From April 1994 until the end of 1995, there are no numbers on that board.
For the most part, my first Icyunamo, the week of commemoration for the 1994 genocide, has seemed like that board. Every day, dialogues are held in each town and village across the country. But the dialogues that I witnessed were interesting in their omissions. By-in-large, they did not treat specific details of the genocide in Kitabi sector.
“Dialogues” is really a bit of a misnomer, because these meetings really consisted of speeches drawn from talking points distributed by the Rwandan government. Time was given for questions, but few were asked. The focus of this year’s speeches was “Remembering our past to build our future,” and the talks I heard reflected that. Among the topics discussed were: What is genocide? How is genocide different from war? How was the Rwandan genocide different from other genocides? What were the historical and political factors that lead up to the violence in 1994? What are the methods used to prepare and bring about genocide? The speeches I heard were all very well prepared and easy to understand (which I can attest to- if I understood 50% of the content after 7 months in Rwanda, they couldn’t have been too high-brow.) Their focus was on unity, emphasizing that all Rwandans have shared the same language and culture for hundreds of years. The supposed ethnic divide between Hutus and Tutsis was really a result of a fossilization of social classes forced by European colonists, and was not really ethnic at all.
That’s all well and good. The point of these talks should be to bring people together, and to prevent any sort of reemergence of the hateful speech and actions that lead to genocide. I can’t imagine reliving the details of the genocide in great detail for a week every year being very healthy. But from what I heard from other volunteers, I was ready for an emotionally trying week, to hear what happened here in ’94. What I have is a blank board where numbers should be.
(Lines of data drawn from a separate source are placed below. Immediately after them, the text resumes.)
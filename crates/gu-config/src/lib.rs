//! General Update configuration loading and validation.
//!
//! This crate provides:
//! - Typed Rust structs for `updater.json`
//! - Config resolution (CLI → env → XDG → system → defaults)
//! - Semantic validation with stable error codes
//! - Config snapshots recorded alongside diagnostics

pub mod resolve;
pub mod snapshot;
pub mod updater;
pub mod validate;

pub use resolve::{load_config, resolve_config_path, ConfigSource, LoadedConfig};
pub use snapshot::ConfigSnapshot;
pub use updater::{
    AppConfig, DriverConfig, FetchConfig, FilterConfig, PathsConfig, Readiness, RecoveryConfig,
    ServerConfig, SourceConfig, UpdaterConfig, WatchdogConfig,
};
pub use validate::{validate_config, ValidationError, ValidationResult};

/// Schema version for configuration files.
pub const CONFIG_SCHEMA_VERSION: &str = "1.0.0";

/// Standard config file name.
pub const CONFIG_FILENAME: &str = "updater.json";

/// Application directory name used under XDG/data/cache roots.
pub const APP_DIR_NAME: &str = "general_update";
impl Watchdog {
    pub fn new(store: &StateStore, config: &UpdaterConfig) -> Self {
        Self {
            store: store.clone(),
            config: config.watchdog.clone(),
            install_dir: config.paths.install_dir.clone(),
            diagnostics_dir: config.diagnostics_dir(),
            dump_name: dump_file_name(&config.app.name, &config.app.current_version),
            shutdown: CancelToken::new(),
        }
    }

    pub fn with_shutdown(mut self, token: CancelToken) -> Self {
        self.shutdown = token;
        self
    }

    /// Name the dump after the version actually running.
    pub fn with_version(mut self, app_name: &str, version: &str) -> Self {
        self.dump_name = dump_file_name(app_name, version);
        self
    }

    /// Take the monitor lock for `target`.
    pub fn acquire(&self, target: &TargetId, handle: &ProcessHandle) -> Result<MonitorSession, WatchdogError> {
        let lock = match self.store.try_lock(target, LockKind::Monitor) {
            Ok(lock) => lock,
            Err(LockError::Unavailable(_)) => {
                return Err(WatchdogError::AlreadyMonitored(target.clone()))
            }
            Err(e) => return Err(WatchdogError::Lock(e)),
        };
        Ok(MonitorSession {
            target_id: target.clone(),
            pid: handle.pid,
            working_directory: handle.working_dir.clone(),
            dump_path: self.diagnostics_dir.join(&self.dump_name),
            fail_record_path: self.store.failure_path(target),
            stdout_log: handle.stdout_log.clone(),
            stderr_log: handle.stderr_log.clone(),
            started_at: Utc::now(),
            _lock: lock,
        })
    }

    /// Supervise a started process: exact status for our own child, pid-only otherwise.
    pub fn supervise(&self, target: &TargetId, mut handle: ProcessHandle) -> Result<WatchOutcome, WatchdogError> {
        match handle.take_child() {
            Some(child) => {
                let session = self.acquire(target, &handle)?;
                self.watch(session, &mut ChildProbe::new(child))
            }
            None => {
                let mut probe = PidProbe::new(handle.pid).map_err(|e| match e.kind() {
                    std::io::ErrorKind::Unsupported => WatchdogError::Unsupported(e.to_string()),
                    _ => WatchdogError::InvalidPid {
                        pid: handle.pid,
                        reason: e.to_string(),
                    },
                })?;
                if !probe.is_alive() {
                    return Err(WatchdogError::ProcessNotFound(handle.pid));
                }
                let session = self.acquire(target, &handle)?;
                self.watch(session, &mut probe)
            }
        }
    }

    /// Poll until the target exits or shutdown is requested.
    pub fn watch(&self, session: MonitorSession, probe: &mut dyn ProcessProbe) -> Result<WatchOutcome, WatchdogError> {
        let poll = Duration::from_millis(self.config.poll_interval_ms.max(10));
        let timeout = Duration::from_secs(self.config.startup_timeout_secs);
        let started = Instant::now();
        let mut ready = false;

        info!(
            target: event_names::WATCH_STARTED,
            target_id = %session.target_id,
            pid = session.pid,
            "supervising target"
        );

        loop {
            if self.shutdown.is_cancelled() {
                info!(target_id = %session.target_id, pid = session.pid, "watchdog stopped");
                return Ok(WatchOutcome::Stopped);
            }

            let status = probe.poll().map_err(|source| WatchdogError::Probe {
                pid: session.pid,
                source,
            })?;

            if let ProbeStatus::Exited(detail) = status {
                return match self.classify(detail, ready) {
                    None => {
                        let code = match detail {
                            ExitDetail::Code(code) => Some(code),
                            _ => None,
                        };
                        info!(
                            target: event_names::WATCH_EXIT_NORMAL,
                            target_id = %session.target_id,
                            pid = session.pid,
                            code = ?code,
                            "target exited normally"
                        );
                        Ok(WatchOutcome::NormalExit { code })
                    }
                    Some(reason) => self.fail(&session, reason),
                };
            }

            if !ready {
                if self.is_ready(started.elapsed()) {
                    ready = true;
                    info!(
                        target: event_names::WATCH_READY,
                        target_id = %session.target_id,
                        pid = session.pid,
                        after_ms = started.elapsed().as_millis() as u64,
                        "target ready"
                    );
                } else if started.elapsed() >= timeout {
                    warn!(
                        target_id = %session.target_id,
                        pid = session.pid,
                        "target not ready in time; terminating"
                    );
                    probe.terminate();
                    return self.fail(
                        &session,
                        ExitReason::StartupTimeout {
                            after_secs: self.config.startup_timeout_secs,
                        },
                    );
                }
            }

            std::thread::sleep(poll);
        }
    }

    fn is_ready(&self, elapsed: Duration) -> bool {
        match &self.config.readiness {
            Readiness::AliveFor { secs } => elapsed >= Duration::from_secs(*secs),
            Readiness::MarkerFile { path } => resolve_marker(&self.install_dir, path).exists(),
        }
    }

    /// `None` for a normal exit, otherwise the failure reason.
    fn classify(&self, detail: ExitDetail, ready: bool) -> Option<ExitReason> {
        match detail {
            ExitDetail::Code(code) if self.config.expected_exit_codes.contains(&code) => None,
            ExitDetail::Code(code) if !ready => Some(ExitReason::ExitedBeforeReady { code: Some(code) }),
            ExitDetail::Code(code) => Some(ExitReason::UnexpectedCode { code }),
            ExitDetail::Signal(signal) => Some(ExitReason::Signaled { signal }),
            ExitDetail::Unknown if !ready => Some(ExitReason::ExitedBeforeReady { code: None }),
            ExitDetail::Unknown if self.config.unknown_exit_is_failure => Some(ExitReason::UnknownStatus),
            ExitDetail::Unknown => None,
        }
    }

    fn fail(&self, session: &MonitorSession, reason: ExitReason) -> Result<WatchOutcome, WatchdogError> {
        warn!(
            target: event_names::WATCH_EXIT_ABNORMAL,
            target_id = %session.target_id,
            pid = session.pid,
            reason = %reason,
            "target failed"
        );

        let diagnostics = match diagnostics::write_dump(
            &self.store,
            session,
            &reason,
            self.config.capture_output_bytes,
        ) {
            Ok(path) => Some(path),
            Err(e) => {
                warn!(
                    target: event_names::WATCH_DUMP_FAILED,
                    target_id = %session.target_id,
                    error = %e,
                    "diagnostics bundle not written"
                );
                None
            }
        };

        let snapshot = match Journal::open(&self.store, &session.target_id) {
            Ok(journal) => journal.snapshot().clone(),
            Err(e) => {
                debug!(error = %e, "journal unreadable for failure record");
                JournalSnapshot::empty(session.target_id.clone())
            }
        };
        let record = FailureRecord::new(session.target_id.clone(), reason, &snapshot)
            .with_pid(session.pid)
            .with_diagnostics(diagnostics);

        let flag = FailureFlag::new(&self.store, &session.target_id);
        match flag.raise(&record) {
            Ok(true) => error!(
                target: event_names::WATCH_FLAG_RAISED,
                target_id = %session.target_id,
                batches = record.journal_reference.batch_count,
                "failure flag raised; recovery agent will restore"
            ),
            Ok(false) => info!(target_id = %session.target_id, "failure flag already raised"),
            Err(e) => return Err(e.into()),
        }
        Ok(WatchOutcome::Failed {
            record: Box::new(record),
        })
    }
}

fn dump_file_name(app: &str, version: &str) -> String {
    let clean = |s: &str| -> String {
        s.chars()
            .map(|c| if c.is_ascii_alphanumeric() || c == '.' || c == '-' { c } else { '_' })
            .collect()
    };
    format!("{}_{}_fail.zip", clean(app), clean(version))
}

fn resolve_marker(install_dir: &Path, path: &Path) -> PathBuf {
    if path.is_absolute() {
        path.to_path_buf()
    } else {
        install_dir.join(path)
    }
}
//! ZIP package extraction into the staging area.

use std::fs::{self, File};
use std::io;
use std::path::{Path, PathBuf};
use thiserror::Error;
use zip::ZipArchive;

#[derive(Debug, Error)]
pub enum ArchiveError {
    #[error("I/O error at {path}: {source}")]
    Io {
        path: PathBuf,
        #[source]
        source: io::Error,
    },

    #[error("invalid archive {path}: {source}")]
    Zip {
        path: PathBuf,
        #[source]
        source: zip::result::ZipError,
    },

    #[error("archive entry escapes the destination: {0}")]
    UnsafeEntry(String),
}

/// Extract `archive` into `destination`; returns the extracted file paths.
///
/// Entries with absolute paths or `..` components are rejected before
/// anything is written.
pub fn decompress(archive: &Path, destination: &Path) -> Result<Vec<PathBuf>, ArchiveError> {
    let io_err = |path: &Path| {
        let path = path.to_path_buf();
        move |source| ArchiveError::Io { path, source }
    };
    let zip_err = |source| ArchiveError::Zip {
        path: archive.to_path_buf(),
        source,
    };

    let file = File::open(archive).map_err(io_err(archive))?;
    let mut zip = ZipArchive::new(file).map_err(zip_err)?;

    // Validate every name first so a bad entry leaves nothing behind.
    let mut names = Vec::with_capacity(zip.len());
    for i in 0..zip.len() {
        let entry = zip.by_index(i).map_err(zip_err)?;
        let relative = entry
            .enclosed_name()
            .ok_or_else(|| ArchiveError::UnsafeEntry(entry.name().to_string()))?;
        names.push((relative, entry.is_dir()));
    }

    fs::create_dir_all(destination).map_err(io_err(destination))?;
    let mut extracted = Vec::new();
    for (i, (relative, is_dir)) in names.into_iter().enumerate() {
        let out_path = destination.join(&relative);
        if is_dir {
            fs::create_dir_all(&out_path).map_err(io_err(&out_path))?;
            continue;
        }
        if let Some(parent) = out_path.parent() {
            fs::create_dir_all(parent).map_err(io_err(parent))?;
        }
        let mut entry = zip.by_index(i).map_err(zip_err)?;
        let mut out = File::create(&out_path).map_err(io_err(&out_path))?;
        io::copy(&mut entry, &mut out).map_err(io_err(&out_path))?;

        #[cfg(unix)]
        if let Some(mode) = entry.unix_mode() {
            use std::os::unix::fs::PermissionsExt;
            let _ = fs::set_permissions(&out_path, fs::Permissions::from_mode(mode & 0o7777));
        }
        extracted.push(out_path);
    }
    Ok(extracted)
}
Even though I still have as many questions as I did before Icyunamo, I think it was a good week. Some of my colleagues took the opportunity to travel, both in and outside of Rwanda, but I feel that having spent the week with my community was a good bonding experience. In 1994, the foreign aid workers stationed in Rwanda fled, but this April I could be here with my community, and I think that was appreciated.
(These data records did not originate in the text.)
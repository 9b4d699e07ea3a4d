//! Update progress events.
//!
//! The pipeline notifies an [`ObserverList`] synchronously. Delivery is
//! best effort: an observer that panics is skipped and never changes the
//! session outcome.

use chrono::{DateTime, Utc};
use serde::{Deserialize, Serialize};
use serde_json::Value;
use std::collections::HashMap;
use std::io::Write;
use std::panic::{catch_unwind, AssertUnwindSafe};
use std::sync::{Arc, Mutex};
use tracing::warn;

/// Standard progress event names.
pub mod event_names {
    pub const UPDATE_CHECK_STARTED: &str = "update_check_started";
    pub const UPDATE_NOT_NEEDED: &str = "update_not_needed";
    pub const DOWNLOAD_STARTED: &str = "download_started";
    pub const DOWNLOAD_PROGRESS: &str = "download_progress";
    pub const DOWNLOAD_COMPLETED: &str = "download_completed";
    pub const VERIFY_COMPLETED: &str = "verify_completed";
    pub const BACKUP_COMMITTED: &str = "backup_committed";
    pub const APPLY_COMMITTED: &str = "apply_committed";
    pub const INSTALLATION_COMPLETED: &str = "installation_completed";
    pub const LAUNCH_COMPLETED: &str = "launch_completed";
    pub const ROLLBACK_COMPLETED: &str = "rollback_completed";
    pub const SESSION_ABORTED: &str = "session_aborted";
}

/// Pipeline phase for a progress event.
#[derive(Debug, Clone, Copy, PartialEq, Eq, Serialize, Deserialize)]
#[serde(rename_all = "snake_case")]
pub enum Phase {
    Check,
    Fetch,
    Verify,
    Backup,
    Apply,
    Launch,
    Rollback,
    Session,
}

#[derive(Debug, Clone, Copy, PartialEq, Eq, Serialize, Deserialize)]
pub struct Progress {
    pub current: u64,
    #[serde(skip_serializing_if = "Option::is_none")]
    pub total: Option<u64>,
}

/// Structured progress event for observers.
#[derive(Debug, Clone, Serialize, Deserialize)]
pub struct ProgressEvent {
    pub event: String,
    pub timestamp: DateTime<Utc>,
    #[serde(skip_serializing_if = "Option::is_none")]
    pub session_id: Option<String>,
    pub phase: Phase,
    #[serde(skip_serializing_if = "Option::is_none")]
    pub progress: Option<Progress>,
    #[serde(default, skip_serializing_if = "HashMap::is_empty")]
    pub details: HashMap<String, Value>,
}

impl ProgressEvent {
    pub fn new(event: impl Into<String>, phase: Phase) -> Self {
        Self {
            event: event.into(),
            timestamp: Utc::now(),
            session_id: None,
            phase,
            progress: None,
            details: HashMap::new(),
        }
    }

    pub fn with_session_id(mut self, session_id: impl Into<String>) -> Self {
        self.session_id = Some(session_id.into());
        self
    }

    pub fn with_progress(mut self, current: u64, total: Option<u64>) -> Self {
        self.progress = Some(Progress { current, total });
        self
    }

    pub fn with_detail(mut self, key: impl Into<String>, value: impl Serialize) -> Self {
        if let Ok(v) = serde_json::to_value(value) {
            self.details.insert(key.into(), v);
        }
        self
    }

    pub fn to_jsonl(&self) -> String {
        serde_json::to_string(self).unwrap_or_else(|_| {
            format!(
                r#"{{"error":"serialization_failed","event":"{}"}}"#,
                self.event
            )
        })
    }
}

/// Receives progress events.
pub trait ProgressEmitter: Send + Sync {
    fn emit(&self, event: ProgressEvent);
}

/// Ordered list of observers notified synchronously.
#[derive(Default)]
pub struct ObserverList {
    observers: Mutex<Vec<Arc<dyn ProgressEmitter>>>,
}

impl ObserverList {
    pub fn new() -> Self {
        Self::default()
    }

    pub fn register(&self, observer: Arc<dyn ProgressEmitter>) {
        if let Ok(mut observers) = self.observers.lock() {
            observers.push(observer);
        }
    }

    pub fn len(&self) -> usize {
        self.observers.lock().map(|o| o.len()).unwrap_or(0)
    }

    pub fn is_empty(&self) -> bool {
        self.len() == 0
    }
}

impl ProgressEmitter for ObserverList {
    fn emit(&self, event: ProgressEvent) {
        let observers = match self.observers.lock() {
            Ok(observers) => observers.clone(),
            Err(_) => return,
        };
        for observer in observers {
            let event = event.clone();
            if catch_unwind(AssertUnwindSafe(|| observer.emit(event))).is_err() {
                warn!("progress observer panicked; event dropped for that observer");
            }
        }
    }
}

/// Writes each event as one JSON line.
pub struct JsonlWriter<W: Write + Send> {
    writer: Mutex<W>,
}

impl<W: Write + Send> JsonlWriter<W> {
    pub fn new(writer: W) -> Self {
        Self {
            writer: Mutex::new(writer),
        }
    }
}

impl<W: Write + Send> ProgressEmitter for JsonlWriter<W> {
    fn emit(&self, event: ProgressEvent) {
        let line = event.to_jsonl();
        if let Ok(mut writer) = self.writer.lock() {
            let _ = writeln!(writer, "{}", line);
        }
    }
}

#[cfg(test)]
mod tests {
    use super::*;

    #[derive(Default)]
    struct Capture {
        events: Mutex<Vec<ProgressEvent>>,
    }

    impl ProgressEmitter for Capture {
        fn emit(&self, event: ProgressEvent) {
            self.events.lock().unwrap().push(event);
        }
    }

    struct Panicker;

    impl ProgressEmitter for Panicker {
        fn emit(&self, _event: ProgressEvent) {
            panic!("observer bug");
        }
    }

    #[test]
    fn test_progress_event_jsonl() {
        let event = ProgressEvent::new(event_names::DOWNLOAD_PROGRESS, Phase::Fetch)
            .with_session_id("gu-1")
            .with_progress(512, Some(1024))
            .with_detail("package", "editor-1.1.0");
        let json = event.to_jsonl();
        assert!(json.contains(r#""event":"download_progress""#));
        assert!(json.contains(r#""current":512"#));
    }

    #[test]
    fn test_panicking_observer_does_not_block_others() {
        let list = ObserverList::new();
        let capture = Arc::new(Capture::default());
        list.register(Arc::new(Panicker));
        list.register(capture.clone());
        list.emit(ProgressEvent::new(event_names::DOWNLOAD_STARTED, Phase::Fetch));
        list.emit(ProgressEvent::new(event_names::DOWNLOAD_COMPLETED, Phase::Fetch));
        assert_eq!(capture.events.lock().unwrap().len(), 2);
        assert_eq!(list.len(), 2);
    }

    #[test]
    fn test_jsonl_writer() {
        let writer = JsonlWriter::new(Vec::new());
        writer.emit(ProgressEvent::new(event_names::SESSION_ABORTED, Phase::Session));
        let bytes = writer.writer.into_inner().unwrap();
        assert!(String::from_utf8(bytes).unwrap().ends_with("}\n"));
    }
}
The evening of the last day of Icyunamo, I went down to our school canteen and stumbled upon an informal meeting of some important people from my community. The Executive (like the mayor of our cluster of villages), the head of the Nyungwe National Park, the director of the health center, administrators of various local projects, and some other staff members of the school were gathered around a table sharing beers. They were evaluating how the events of the week had gone, and by their measure the week had gone very well. Speakers came to the dialogues every day, village residents attended regularly, and most importantly there was no violence or unrest. The executive asked me how I thought they went, and I agreed with their assessment, adding that while it wasn’t what I expected, I thought the week had gone very smoothly.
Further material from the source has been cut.